Dos figuras destacadas de la oposición bielorrusa, recientemente liberadas por las autoridades de Minsk en el marco de un acuerdo negociado con Estados Unidos, dijeron el domingo que no se arrepienten de las acciones que los llevaron a prisión.
Maria Kalesnikava, de 43 años, fue una de las figuras principales de las masivas protestas de 2020 que estallaron tras las controvertidas elecciones presidenciales de Alexander Lukashenko. La oposición acusó al presidente de manipular su reelección para un sexto mandato, acusaciones que fueron rechazadas por las autoridades, que respondieron con una represión policial a gran escala.
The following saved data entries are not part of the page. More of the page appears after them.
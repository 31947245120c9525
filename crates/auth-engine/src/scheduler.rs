//! Background auto-refresh loop.

use crate::config::RefreshConfig;
use crate::session::SessionManager;
use chrono::Utc;
use parking_lot::Mutex;
use tokio::sync::watch;
use tokio::task::JoinHandle;
use tracing::{debug, info, trace, warn};

struct RunningLoop {
    cancel: watch::Sender<bool>,
    handle: JoinHandle<()>,
}

/// Proactively refreshes the stored session before it expires.
///
/// Every `tick_interval` the loop looks at the stored session and, once it
/// expires within `tick_threshold` ticks, forces a refresh through the
/// [`SessionManager`]. Failures are logged and retried on the next tick.
pub struct AutoRefreshScheduler {
    manager: SessionManager,
    config: RefreshConfig,
    running: Mutex<Option<RunningLoop>>,
}

impl AutoRefreshScheduler {
    pub fn new(manager: SessionManager, config: RefreshConfig) -> Self {
        Self {
            manager,
            config,
            running: Mutex::new(None),
        }
    }

    /// Start the loop. Returns `false` if it was already running.
    ///
    /// Must be called from within a tokio runtime.
    pub fn start(&self) -> bool {
        let mut running = self.running.lock();
        if running
            .as_ref()
            .is_some_and(|current| !current.handle.is_finished())
        {
            trace!(client_id = %self.manager.client_id(), "Auto-refresh already running");
            return false;
        }

        let (cancel, cancelled) = watch::channel(false);
        let handle = tokio::spawn(run(self.manager.clone(), self.config.clone(), cancelled));
        *running = Some(RunningLoop { cancel, handle });

        info!(
            client_id = %self.manager.client_id(),
            tick_secs = self.config.tick_interval.as_secs(),
            "Auto-refresh started"
        );
        true
    }

    /// Stop the loop. Returns `false` if it was not running.
    pub fn stop(&self) -> bool {
        match self.running.lock().take() {
            Some(current) => {
                let _ = current.cancel.send(true);
                info!(client_id = %self.manager.client_id(), "Auto-refresh stopped");
                true
            }
            None => false,
        }
    }

    pub fn is_running(&self) -> bool {
        self.running
            .lock()
            .as_ref()
            .is_some_and(|current| !current.handle.is_finished())
    }
}

impl Drop for AutoRefreshScheduler {
    fn drop(&mut self) {
        if let Some(current) = self.running.get_mut().take() {
            let _ = current.cancel.send(true);
        }
    }
}

async fn run(manager: SessionManager, config: RefreshConfig, mut cancelled: watch::Receiver<bool>) {
    loop {
        tokio::select! {
            _ = cancelled.changed() => break,
            _ = tokio::time::sleep(config.tick_interval) => {}
        }
        if *cancelled.borrow() {
            break;
        }

        tokio::select! {
            _ = cancelled.changed() => break,
            _ = tick(&manager, &config) => {}
        }
    }
    debug!(client_id = %manager.client_id(), "Auto-refresh loop exited");
}

async fn tick(manager: &SessionManager, config: &RefreshConfig) {
    let Some(session) = manager.stored_session() else {
        trace!(client_id = %manager.client_id(), "No stored session, skipping tick");
        return;
    };

    let ticks = ticks_until_expiry(session.expires_at, Utc::now().timestamp(), config);
    if ticks > config.tick_threshold {
        trace!(client_id = %manager.client_id(), ticks, "Session still fresh");
        return;
    }

    debug!(
        client_id = %manager.client_id(),
        ticks,
        threshold = config.tick_threshold,
        "Session close to expiry, refreshing"
    );
    if let Err(e) = manager.refresh(None).await {
        warn!(client_id = %manager.client_id(), error = %e, "Auto-refresh tick failed");
    }
}

/// `floor((expires_at - now) / tick_interval)`.
fn ticks_until_expiry(expires_at: i64, now: i64, config: &RefreshConfig) -> i64 {
    let tick_ms = i64::try_from(config.tick_interval.as_millis())
        .unwrap_or(i64::MAX)
        .max(1);
    expires_at
        .saturating_sub(now)
        .saturating_mul(1000)
        .div_euclid(tick_ms)
}
//! Session and token lifecycle engine for the Supabase auth API.
//!
//! This crate provides:
//! - A single persisted session per client, read and written through an
//!   injected [`LocalStorage`](auth_storage::LocalStorage)
//! - Single-flight token refresh with bounded exponential backoff
//! - A background auto-refresh loop that refreshes ahead of expiry
//! - Ordered per-listener auth state notifications
//! - The public sign-up/sign-in/sign-out surface ([`AuthClient`])

mod api;
mod client;
mod config;
mod error;
mod event_bus;
mod params;
mod pkce;
mod refresher;
mod scheduler;
mod session;
mod store;
mod transport;
mod types;

#[cfg(test)]
mod tests;

pub use api::AuthApi;
pub use client::AuthClient;
pub use config::{AuthConfig, FlowType, RefreshConfig};
pub use error::{ApiError, AuthError, AuthResult, RefreshError};
pub use event_bus::{AuthStateChanges, EventBus, ListenerRegistration};
pub use params::{
    Identifier, OAuthOptions, OtpParams, OtpTarget, OtpType, SignInWithPasswordParams, SignOutScope,
    SignUpParams, UserAttributes, VerifyOtpParams,
};
pub use pkce::{PkceProvider, S256Pkce};
pub use refresher::TokenRefresher;
pub use scheduler::AutoRefreshScheduler;
pub use session::SessionManager;
pub use store::SessionStore;
pub use transport::{HttpMethod, HttpRequest, HttpResponse, HttpTransport, ReqwestTransport};
pub use types::{AuthChangeEvent, AuthResponse, AuthStateChange, Session, User, EXPIRY_MARGIN};
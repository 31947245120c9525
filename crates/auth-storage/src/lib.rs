//! Local storage abstraction for persisted auth sessions.
//!
//! The auth engine never talks to a keychain, file or browser store directly.
//! It writes opaque bytes under a single configurable key through the
//! [`LocalStorage`] trait, and platform integrations provide the backend.
//!
//! This crate ships one backend, [`MemoryStorage`], which is the default for
//! clients that do not need persistence across process restarts.

mod keys;
mod memory;
mod traits;

pub use keys::StorageKeys;
pub use memory::MemoryStorage;
pub use traits::LocalStorage;

use thiserror::Error;

/// Error type for storage operations.
#[derive(Error, Debug)]
pub enum StorageError {
    /// Backend-specific storage error
    #[error("Platform storage error: {0}")]
    Platform(String),

    /// Encoding/decoding error
    #[error("Encoding error: {0}")]
    Encoding(String),

    /// IO error
    #[error("IO error: {0}")]
    Io(#[from] std::io::Error),
}

/// Result type for storage operations.
pub type StorageResult<T> = Result<T, StorageError>;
En una conferencia de prensa celebrada en un lugar no revelado de Ucrania al día siguiente de su liberación, Kalesnikava afirmó no sentir remordimiento alguno. "No, no me arrepiento de nada. Creo que a veces surgen preguntas difíciles y hay que tomar decisiones difíciles", declaró, según el medio de comunicación opositor bielorruso Nasha Niva.
Formaba parte de un grupo de presos liberados el domingo y se les permitió hablar con la prensa. En total, 123 personas fueron liberadas por Bielorrusia: 114 fueron trasladadas a Ucrania y nueve a Lituania, según las autoridades ucranianas. Entre ellos se encontraban presos políticos bielorrusos, así como ciudadanos ucranianos acusados por Minsk de colaborar con los servicios de inteligencia de Kiev.
Junto a Kalesnikava se encontraba Viktor Babaryko, otra figura destacada de la oposición, quien también fue encarcelado tras desafiar a Lukashenko en las elecciones presidenciales de 2020. Su liberación se produce mientras Bielorrusia sigue estrechamente alineada con Rusia, en medio de la guerra en Ucrania y una creciente presión diplomática.
Las declaraciones de los opositores liberados subrayan la persistencia de la disidencia política en Bielorrusia, a pesar de años de represión. También resaltan la dimensión internacional de las negociaciones que condujeron a estas liberaciones, mientras muchos opositores permanecen encarcelados en el país.